Deteksi Protein. Protein yang ada pada tiap tabung dideteksi secara spektrofotometri dengan pengukuran absorban tanpa pewarnaan pada panjang gelombang 280 nm (Harris 1991). Metode ini mengukur asam amino triptofan dan tirosina pada sampel. Triptofan dan tirosina memiliki absorban maksimum pada 280 nm (Analytik Jena 2007).

Pengukuran Bobot Molekul. Sampel enzim dipisahkan berdasarkan bobot molekulnya menggunakan elektroforesis SDS-PAGE modifikasi metode Laemmli (1970) yang umum digunakan dalam pengujian protein. Konsentrasi akrilamida yang digunakan pada gel pemisah adalah sebesar

15% dan dilarutkan dalam bufer 1.5 M Tris pH 8.8. Gel dicetak dan dibiarkan mendingin, kemudian ditambahkan gel penahan. Gel penahan mengandung 4% akrilamida yang dilarutkan menggunakan bufer 0.5 M Tris pH 6.8. Gel dibiarkan mendingin dan siap digunakan untuk elektroforesis.

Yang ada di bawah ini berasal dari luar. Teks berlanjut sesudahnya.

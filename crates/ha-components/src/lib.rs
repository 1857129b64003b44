//! Built-in applications for the app daemon
//!
//! - [`PresenceApp`] - debounced per-person presence, loaded automatically
//!   whenever people are configured
//! - [`StateLoggerApp`] - logs the changes of one entity and sun events

pub mod presence;
mod state_logger;

#[cfg(test)]
mod testing;

pub use presence::{PresenceApp, PresenceError, PresenceResult, PRESENCE_APP};
pub use state_logger::{StateLoggerApp, STATE_LOGGER_APP};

Sampel sebanyak 20 µL ditambahkan 20 µL bufer sampel yang mengandung 2-merkaptoetanol kemudian dipanaskan pada suhu 100°C selama 4 menit. Sampel kemudian dimasukkan ke dalam sumur sebanyak 30 µL. Sebanyak 5 µL penanda dimasukkan ke dalam sumur. Gel kemudian dialiri listrik pada tegangan 200 V selama 150 menit. Gel yang telah selesai melalui elektroforesis kemudian diwarnai dengan larutan pewarna selama minimal 6 jam. Larutan pewarna yang digunakan adalah campuran 1.0 g Coomasie Brilliant Blue R-250, 450 mL etanol, dan 100 mL asam asetat glasial. Larutan diaduk dan ditera dengan akuades hingga volum 1000 mL.

Warna biru yang berlebihan akibat pewarnaan kemudian dicuci beberapa kali hingga didapatkan pita protein berwarna biru dengan latar gel yang tidak berwarna. Larutan pencuci yang digunakan adalah campuran 100 mL metanol dan 100 mL asam asetat glasial. Larutan diaduk dan ditera menggunakan akuades hingga volum 1000 mL.

Analisis Konsentrasi Protein.

Konsentrasi protein ditentukan dengan metode Bradford (1976). Disiapkan dua buah tabung reaksi dan masing-masing diisi 1 mL akuades dan 1 mL pereaksi Bradford. Tabung pertama diisi 100 µL enzim dan tabung kedua diisi 100 µL air sebagai blanko. Disiapkan delapan buah tabung dan diisi 1 mL akuades dan 1 mL pereaksi Bradford lalu ditambahkan 100 µL standar BSA fraksi V dengan konsentrasi antara 0.025 hingga 0.2 m m . Setiap tabung diamati absorbannya pada 595 nm. Absorban larutan sampel diplotkan pada kurva standar yang diperoleh dari plot tabung-tabung berisi larutan standar sehingga didapatkan konsentrasi protein sampel.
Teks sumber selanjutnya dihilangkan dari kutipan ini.